Editorialization: The dialog itself appears to be of Github origin rather than VS Code, but as a UI it is pretty bad. We have all been trained to inspect our browsers for lock icons, valid certificates etc before entering passwords. In this case a random window pops up asking for a user/password independent of any obvious triggering action and without any clear way to validate who is asking. (I'm not denying @whoisj's data, but I am totally boggled that "user feedback was the majority of users preferred to be asked via a dialog", given that it is git we are talking about!)

@whoisj : If it comes back, I will try the %EnvironInteractiveKey%=NEVER setting discussed in #504. Thanks!

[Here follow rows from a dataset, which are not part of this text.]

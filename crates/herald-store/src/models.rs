use chrono::{DateTime, Utc};
use herald_shared::ChatKind;
use serde::{Deserialize, Serialize};

#[derive(Debug, Clone, Serialize, Deserialize, PartialEq, Eq)]
pub struct Chat {
    pub address: String,
    pub kind: ChatKind,
    pub name: String,
    pub last_activity: DateTime<Utc>,
}

/// A contact row joined with its local alias overlay.
///
/// `display_name` is resolved by the store: alias, then full name, then push
/// name, then business name, then first name, then the address itself. Empty
/// strings count as absent at every step.
#[derive(Debug, Clone, Serialize, Deserialize, PartialEq, Eq)]
pub struct Contact {
    pub address: String,
    pub phone: String,
    pub push_name: String,
    pub full_name: String,
    pub first_name: String,
    pub business_name: String,
    pub alias: String,
    pub display_name: String,
    pub updated_at: DateTime<Utc>,
}

#[derive(Debug, Clone, Serialize, Deserialize, PartialEq, Eq)]
pub struct Group {
    pub address: String,
    pub name: String,
    pub owner: String,
    pub created_at: Option<DateTime<Utc>>,
    pub updated_at: DateTime<Utc>,
}

#[derive(Debug, Clone, Serialize, Deserialize, PartialEq, Eq)]
pub struct GroupMember {
    pub group_address: String,
    pub user_address: String,
    pub role: MemberRole,
}

#[derive(Debug, Clone, Copy, Serialize, Deserialize, PartialEq, Eq)]
#[serde(rename_all = "lowercase")]
pub enum MemberRole {
    Member,
    Admin,
    Superadmin,
}

impl MemberRole {
    pub fn as_str(&self) -> &'static str {
        match self {
            MemberRole::Member => "member",
            MemberRole::Admin => "admin",
            MemberRole::Superadmin => "superadmin",
        }
    }

    pub fn parse(s: &str) -> Self {
        match s {
            "superadmin" => MemberRole::Superadmin,
            "admin" => MemberRole::Admin,
            _ => MemberRole::Member,
        }
    }
}

/// A search result: the full message row plus a snippet when the full-text
/// index produced one (empty under the substring fallback).
#[derive(Debug, Clone, Serialize, Deserialize)]
pub struct SearchHit {
    pub message: herald_shared::Message,
    pub snippet: String,
}

/// Everything needed to download a message's media, plus the completion
/// fields.
#[derive(Debug, Clone, Serialize, Deserialize)]
pub struct MediaDownloadInfo {
    pub chat: String,
    pub msg_id: String,
    pub media: herald_shared::MediaInfo,
}

/// Row counts reported through diagnostics.
#[derive(Debug, Clone, Copy, Default, Serialize, Deserialize)]
pub struct StoreStats {
    pub messages: i64,
    pub chats: i64,
    pub contacts: i64,
    pub groups: i64,
    pub fts_enabled: bool,
}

@robertbcalhoun the root issue here is VSCode is overly aggressive with performing background fetches on your behalf. When VSCode asks Git to fetch, Git asks the GCM for credentials. The GCM supplies those, then Git attempts to fetch but for some reason fails (fetching too frequently? network not ready? WiFi offline?) and Git instructs the GCM to delete the credentials.

Starting here, you'll get harassed until you supply credentials again. You can use the SET GCM_INTERACTIVE=NEVER or SET GCM_PRESERVE_CREDS=TRUE. Both should work-ish. Nothing will fully resolve the issue until either you've disabled VSCode background fetching or VSCode resolves their behavior bug.

Thanks, that is very helpful. I'll look into discussion on VSCode #26743 and VS Code #34684.

My Fix

Similar to others, I had an issue with SourceTree being installed and holding on to a bad password. Clearing the contents of the %appdata%/local/atlassian/sourcetree/passwd file, saving it, and restarting caused my credentials to finally be saved by the github login popup/SourceTree.

I also went through the other steps of clearing my stored credentials in Windows's Credential Manager, restarting, etc. None of those worked (at least individually) until I emptied the file mentioned above.

I'm on 2.4.7 of SourceTree, though I'm not sure if that auto-updated just today or not. Sometimes I install things and choose 'restart later,' then a month goes by...

My Problem

In addition to the popup, I was getting this error from git in the command line, which is now fixed:

fatal: HttpRequestException encountered.
An error occurred while sending the request.

Because the login failed, it requested me to input user name and password in the VS Code Terminal. That worked, but I didn't want to do that every time...

Interesting - I have just started having this error.
Used a token to login but still does not stick.
Something has changed somewhere to break the git integration.

@ps2goat @chris-bragg-sift the error might be related to GitHub disabling TLS 1.0 earlier today. Ensure you've updated your Git installation to 2.16.2, as it contains an up-to-date GCM (v1.14.0).

@shiftkey top point... that has to be it. Many thanks.
* CONFIRMED - this has fixed everything.

Still happens to me even after upgrading to 2.16.2. Tried everything from clearing app data to reinstalling and still the window pops up every 10 seconds.

@Sunrunner37 is this using Git from the console? If so, please run where git and make sure the Git you're downloading and updating is the same Git that is executing.

If not Git from the console, which environment / GUI / IDE are you using?

For reasons I no longer recall, I had credential.usehttppath=true set globally. Unsetting this value fixed the issue for me.

@bobbytait that worked like a charm.

In my case, after trying everything, unchecking "Allow Sourctree to manage my credentials via the Git Credential Manager" in Tools -> Options --> Git made the job.

why i am not getting the credential boxes in screen , it always pops me up only white screen with Title Signin your Account

I'm so sad when I need to use Windows for work and not a mac.